▸ WORK INSTRUCTIONS: I'd like every record written out again, exactly as it is.

▸ DATA RECORDS:

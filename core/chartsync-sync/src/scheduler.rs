//! Pass scheduling and mutual exclusion.
//!
//! [`SyncEngine`] is the only caller of the orchestrator. It gates every pass
//! on connectivity and on the single pass slot held in [`SyncStatus`], and
//! settles the status when the pass ends. [`SyncEngine::start`] runs the
//! background loop: a full pass on start, periodic full and critical passes,
//! a debounced catch-up pass after reconnecting, and manual triggers.
//!
//! Passes are cooperative: going offline or shutting down stops new passes
//! from starting but lets an in-flight pass run to completion.

use crate::context::SyncContext;
use crate::error::{SyncError, SyncResult};
use crate::orchestrator::{PassReport, SyncOrchestrator};
use crate::registry::SyncScope;
use crate::state::SyncStatus;
use chartsync_types::Record;
use std::sync::Arc;
use tokio::sync::{mpsc, oneshot, watch};
use tokio::task::JoinHandle;
use tokio::time::{Instant, MissedTickBehavior};
use tracing::{debug, info, warn};

/// Drives passes over a [`SyncContext`].
pub struct SyncEngine {
    ctx: Arc<SyncContext>,
    orchestrator: SyncOrchestrator,
}

/// Releases the pass slot if a pass unwinds before settling it.
struct PassSlot<'a> {
    status: &'a SyncStatus,
    settled: bool,
}

impl Drop for PassSlot<'_> {
    fn drop(&mut self) {
        if !self.settled {
            self.status.abort_sync("sync pass did not complete");
        }
    }
}

impl SyncEngine {
    /// Creates an engine over a context.
    pub fn new(ctx: Arc<SyncContext>) -> Arc<Self> {
        Arc::new(Self {
            orchestrator: SyncOrchestrator::new(ctx.clone()),
            ctx,
        })
    }

    /// The shared context.
    pub fn context(&self) -> &Arc<SyncContext> {
        &self.ctx
    }

    /// The observable status.
    pub fn status(&self) -> &Arc<SyncStatus> {
        &self.ctx.status
    }

    /// Runs one pass now. Returns `None` without doing anything if the
    /// device is offline or another pass is in flight.
    pub async fn run_pass(&self, scope: SyncScope) -> Option<PassReport> {
        let status = &self.ctx.status;
        if !status.is_online() {
            debug!("Skipping {:?} pass: offline", scope);
            return None;
        }
        if !status.try_begin_sync() {
            debug!("Skipping {:?} pass: another pass is in flight", scope);
            return None;
        }
        let mut slot = PassSlot {
            status,
            settled: false,
        };

        let pending_at_start = status.pending_changes();
        let report = self.orchestrator.run(scope).await;

        match &report.aborted {
            Some(reason) => status.abort_sync(reason.clone()),
            None => {
                // Only a clean full push accounts for every pending write.
                let confirmed = if scope == SyncScope::Full && report.total_failed_batches() == 0 {
                    pending_at_start
                } else {
                    0
                };
                status.finish_sync(report.finished_at, report.last_error(), confirmed);
            }
        }
        slot.settled = true;
        Some(report)
    }

    /// Pushes one record to the remote store right away. Returns whether it
    /// was accepted.
    pub async fn upsert_record_immediate(&self, local: &str, record: &Record) -> bool {
        self.orchestrator.upsert_record_immediate(local, record).await
    }

    fn spawn_pass(self: &Arc<Self>, scope: SyncScope) {
        let engine = self.clone();
        tokio::spawn(async move {
            engine.run_pass(scope).await;
        });
    }

    fn spawn_manual(self: &Arc<Self>, scope: SyncScope, reply: PassReply) {
        let engine = self.clone();
        tokio::spawn(async move {
            // The requester may have given up waiting.
            let _ = reply.send(engine.run_pass(scope).await);
        });
    }

    /// Starts the background scheduler.
    ///
    /// `connectivity` carries the platform's online flag; its current value
    /// seeds [`SyncStatus`]. Must be called inside a Tokio runtime.
    pub fn start(self: &Arc<Self>, connectivity: watch::Receiver<bool>) -> SchedulerHandle {
        let (tx, rx) = mpsc::channel(16);
        let task = tokio::spawn(self.clone().run_loop(connectivity, rx));
        SchedulerHandle { tx, task }
    }

    async fn run_loop(
        self: Arc<Self>,
        mut connectivity: watch::Receiver<bool>,
        mut commands: mpsc::Receiver<SchedulerCommand>,
    ) {
        let config = &self.ctx.config;
        let status = &self.ctx.status;

        let online = *connectivity.borrow_and_update();
        status.set_online(online);
        info!(
            "Sync scheduler started (online={}, full every {:?}, critical every {:?})",
            online,
            config.full_sync_interval(),
            config.critical_sync_interval()
        );
        if online && config.sync_on_start {
            self.spawn_pass(SyncScope::Full);
        }

        let mut full = tokio::time::interval_at(
            Instant::now() + config.full_sync_interval(),
            config.full_sync_interval(),
        );
        full.set_missed_tick_behavior(MissedTickBehavior::Skip);
        let mut critical = tokio::time::interval_at(
            Instant::now() + config.critical_sync_interval(),
            config.critical_sync_interval(),
        );
        critical.set_missed_tick_behavior(MissedTickBehavior::Skip);

        let debounce = tokio::time::sleep(config.online_debounce());
        tokio::pin!(debounce);
        let mut reconnect_pending = false;
        let mut connectivity_open = true;

        loop {
            tokio::select! {
                _ = full.tick() => {
                    debug!("Full sync interval elapsed");
                    self.spawn_pass(SyncScope::Full);
                }
                _ = critical.tick() => {
                    debug!("Critical sync interval elapsed");
                    self.spawn_pass(SyncScope::Critical);
                }
                changed = connectivity.changed(), if connectivity_open => {
                    if changed.is_err() {
                        warn!("Connectivity source closed; keeping last known state");
                        connectivity_open = false;
                        continue;
                    }
                    let online = *connectivity.borrow_and_update();
                    let was_online = status.set_online(online);
                    if online && !was_online {
                        info!("Back online; catch-up pass in {:?}", config.online_debounce());
                        debounce.as_mut().reset(Instant::now() + config.online_debounce());
                        reconnect_pending = true;
                    } else if !online && was_online {
                        info!("Offline; new passes suspended");
                        reconnect_pending = false;
                    }
                }
                () = &mut debounce, if reconnect_pending => {
                    reconnect_pending = false;
                    if status.is_online() {
                        self.spawn_pass(SyncScope::Full);
                    }
                }
                command = commands.recv() => match command {
                    Some(SchedulerCommand::SyncNow(reply)) => {
                        self.spawn_manual(SyncScope::Full, reply);
                    }
                    Some(SchedulerCommand::SyncCritical(reply)) => {
                        self.spawn_manual(SyncScope::Critical, reply);
                    }
                    Some(SchedulerCommand::Shutdown) | None => break,
                },
            }
        }
        info!("Sync scheduler stopped");
    }
}

type PassReply = oneshot::Sender<Option<PassReport>>;

enum SchedulerCommand {
    SyncNow(PassReply),
    SyncCritical(PassReply),
    Shutdown,
}

/// Handle to a running scheduler.
pub struct SchedulerHandle {
    tx: mpsc::Sender<SchedulerCommand>,
    task: JoinHandle<()>,
}

impl SchedulerHandle {
    async fn request(
        &self,
        command: impl FnOnce(PassReply) -> SchedulerCommand,
    ) -> SyncResult<Option<PassReport>> {
        let (reply, rx) = oneshot::channel();
        self.tx
            .send(command(reply))
            .await
            .map_err(|_| SyncError::ChannelClosed)?;
        rx.await.map_err(|_| SyncError::ChannelClosed)
    }

    /// Requests a full pass and waits for it. `Ok(None)` means the pass was
    /// skipped (offline or another pass in flight).
    pub async fn sync_now(&self) -> SyncResult<Option<PassReport>> {
        self.request(SchedulerCommand::SyncNow).await
    }

    /// Requests a critical-tables pass and waits for it.
    pub async fn sync_critical(&self) -> SyncResult<Option<PassReport>> {
        self.request(SchedulerCommand::SyncCritical).await
    }

    /// Stops the scheduler loop. An in-flight pass still completes.
    pub async fn shutdown(self) -> SyncResult<()> {
        // The loop also stops when the channel closes, so a send failure is fine.
        let _ = self.tx.send(SchedulerCommand::Shutdown).await;
        self.task.await?;
        Ok(())
    }
}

▸ SOLUTION:
filename core/chartsync-sync/src/scheduler.rs
//! Pass scheduling and mutual exclusion.
//!
//! [`SyncEngine`] is the only caller of the orchestrator. It gates every pass
//! on connectivity and on the single pass slot held in [`SyncStatus`], and
//! settles the status when the pass ends. [`SyncEngine::start`] runs the
//! background loop: a full pass on start, periodic full and critical passes,
//! a debounced catch-up pass after reconnecting, and manual triggers.
//!
//! Passes are cooperative: going offline or shutting down stops new passes
//! from starting but lets an in-flight pass run to completion.

use crate::context::SyncContext;
use crate::error::{SyncError, SyncResult};
use crate::orchestrator::{PassReport, SyncOrchestrator};
use crate::registry::SyncScope;
use crate::state::SyncStatus;
use chartsync_types::Record;
use std::sync::Arc;
use tokio::sync::{mpsc, oneshot, watch};
use tokio::task::JoinHandle;
use tokio::time::{Instant, MissedTickBehavior};
use tracing::{debug, info, warn};

/// Drives passes over a [`SyncContext`].
pub struct SyncEngine {
    ctx: Arc<SyncContext>,
    orchestrator: SyncOrchestrator,
}

/// Releases the pass slot if a pass unwinds before settling it.
struct PassSlot<'a> {
    status: &'a SyncStatus,
    settled: bool,
}

impl Drop for PassSlot<'_> {
    fn drop(&mut self) {
        if !self.settled {
            self.status.abort_sync("sync pass did not complete");
        }
    }
}

impl SyncEngine {
    /// Creates an engine over a context.
    pub fn new(ctx: Arc<SyncContext>) -> Arc<Self> {
        Arc::new(Self {
            orchestrator: SyncOrchestrator::new(ctx.clone()),
            ctx,
        })
    }

    /// The shared context.
    pub fn context(&self) -> &Arc<SyncContext> {
        &self.ctx
    }

    /// The observable status.
    pub fn status(&self) -> &Arc<SyncStatus> {
        &self.ctx.status
    }

    /// Runs one pass now. Returns `None` without doing anything if the
    /// device is offline or another pass is in flight.
    pub async fn run_pass(&self, scope: SyncScope) -> Option<PassReport> {
        let status = &self.ctx.status;
        if !status.is_online() {
            debug!("Skipping {:?} pass: offline", scope);
            return None;
        }
        if !status.try_begin_sync() {
            debug!("Skipping {:?} pass: another pass is in flight", scope);
            return None;
        }
        let mut slot = PassSlot {
            status,
            settled: false,
        };

        let pending_at_start = status.pending_changes();
        let report = self.orchestrator.run(scope).await;

        match &report.aborted {
            Some(reason) => status.abort_sync(reason.clone()),
            None => {
                // Only a clean full push accounts for every pending write.
                let confirmed = if scope == SyncScope::Full && report.total_failed_batches() == 0 {
                    pending_at_start
                } else {
                    0
                };
                status.finish_sync(report.finished_at, report.last_error(), confirmed);
            }
        }
        slot.settled = true;
        Some(report)
    }

    /// Pushes one record to the remote store right away. Returns whether it
    /// was accepted.
    pub async fn upsert_record_immediate(&self, local: &str, record: &Record) -> bool {
        self.orchestrator.upsert_record_immediate(local, record).await
    }

    fn spawn_pass(self: &Arc<Self>, scope: SyncScope) {
        let engine = self.clone();
        tokio::spawn(async move {
            engine.run_pass(scope).await;
        });
    }

    fn spawn_manual(self: &Arc<Self>, scope: SyncScope, reply: PassReply) {
        let engine = self.clone();
        tokio::spawn(async move {
            // The requester may have given up waiting.
            let _ = reply.send(engine.run_pass(scope).await);
        });
    }

    /// Starts the background scheduler.
    ///
    /// `connectivity` carries the platform's online flag; its current value
    /// seeds [`SyncStatus`]. Must be called inside a Tokio runtime.
    pub fn start(self: &Arc<Self>, connectivity: watch::Receiver<bool>) -> SchedulerHandle {
        let (tx, rx) = mpsc::channel(16);
        let task = tokio::spawn(self.clone().run_loop(connectivity, rx));
        SchedulerHandle { tx, task }
    }

    async fn run_loop(
        self: Arc<Self>,
        mut connectivity: watch::Receiver<bool>,
        mut commands: mpsc::Receiver<SchedulerCommand>,
    ) {
        let config = &self.ctx.config;
        let status = &self.ctx.status;

        let online = *connectivity.borrow_and_update();
        status.set_online(online);
        info!(
            "Sync scheduler started (online={}, full every {:?}, critical every {:?})",
            online,
            config.full_sync_interval(),
            config.critical_sync_interval()
        );
        if online && config.sync_on_start {
            self.spawn_pass(SyncScope::Full);
        }

        let mut full = tokio::time::interval_at(
            Instant::now() + config.full_sync_interval(),
            config.full_sync_interval(),
        );
        full.set_missed_tick_behavior(MissedTickBehavior::Skip);
        let mut critical = tokio::time::interval_at(
            Instant::now() + config.critical_sync_interval(),
            config.critical_sync_interval(),
        );
        critical.set_missed_tick_behavior(MissedTickBehavior::Skip);

        let debounce = tokio::time::sleep(config.online_debounce());
        tokio::pin!(debounce);
        let mut reconnect_pending = false;
        let mut connectivity_open = true;

        loop {
            tokio::select! {
                _ = full.tick() => {
                    debug!("Full sync interval elapsed");
                    self.spawn_pass(SyncScope::Full);
                }
                _ = critical.tick() => {
                    debug!("Critical sync interval elapsed");
                    self.spawn_pass(SyncScope::Critical);
                }
                changed = connectivity.changed(), if connectivity_open => {
                    if changed.is_err() {
                        warn!("Connectivity source closed; keeping last known state");
                        connectivity_open = false;
                        continue;
                    }
                    let online = *connectivity.borrow_and_update();
                    let was_online = status.set_online(online);
                    if online && !was_online {
                        info!("Back online; catch-up pass in {:?}", config.online_debounce());
                        debounce.as_mut().reset(Instant::now() + config.online_debounce());
                        reconnect_pending = true;
                    } else if !online && was_online {
                        info!("Offline; new passes suspended");
                        reconnect_pending = false;
                    }
                }
                () = &mut debounce, if reconnect_pending => {
                    reconnect_pending = false;
                    if status.is_online() {
                        self.spawn_pass(SyncScope::Full);
                    }
                }
                command = commands.recv() => match command {
                    Some(SchedulerCommand::SyncNow(reply)) => {
                        self.spawn_manual(SyncScope::Full, reply);
                    }
                    Some(SchedulerCommand::SyncCritical(reply)) => {
                        self.spawn_manual(SyncScope::Critical, reply);
                    }
                    Some(SchedulerCommand::Shutdown) | None => break,
                },
            }
        }
        info!("Sync scheduler stopped");
    }
}

type PassReply = oneshot::Sender<Option<PassReport>>;

enum SchedulerCommand {
    SyncNow(PassReply),
    SyncCritical(PassReply),
    Shutdown,
}

/// Handle to a running scheduler.
pub struct SchedulerHandle {
    tx: mpsc::Sender<SchedulerCommand>,
    task: JoinHandle<()>,
}

impl SchedulerHandle {
    async fn request(
        &self,
        command: impl FnOnce(PassReply) -> SchedulerCommand,
    ) -> SyncResult<Option<PassReport>> {
        let (reply, rx) = oneshot::channel();
        self.tx
            .send(command(reply))
            .await
            .map_err(|_| SyncError::ChannelClosed)?;
        rx.await.map_err(|_| SyncError::ChannelClosed)
    }

    /// Requests a full pass and waits for it. `Ok(None)` means the pass was
    /// skipped (offline or another pass in flight).
    pub async fn sync_now(&self) -> SyncResult<Option<PassReport>> {
        self.request(SchedulerCommand::SyncNow).await
    }

    /// Requests a critical-tables pass and waits for it.
    pub async fn sync_critical(&self) -> SyncResult<Option<PassReport>> {
        self.request(SchedulerCommand::SyncCritical).await
    }

    /// Stops the scheduler loop. An in-flight pass still completes.
    pub async fn shutdown(self) -> SyncResult<()> {
        // The loop also stops when the channel closes, so a send failure is fine.
        let _ = self.tx.send(SchedulerCommand::Shutdown).await;
        self.task.await?;
        Ok(())
    }
}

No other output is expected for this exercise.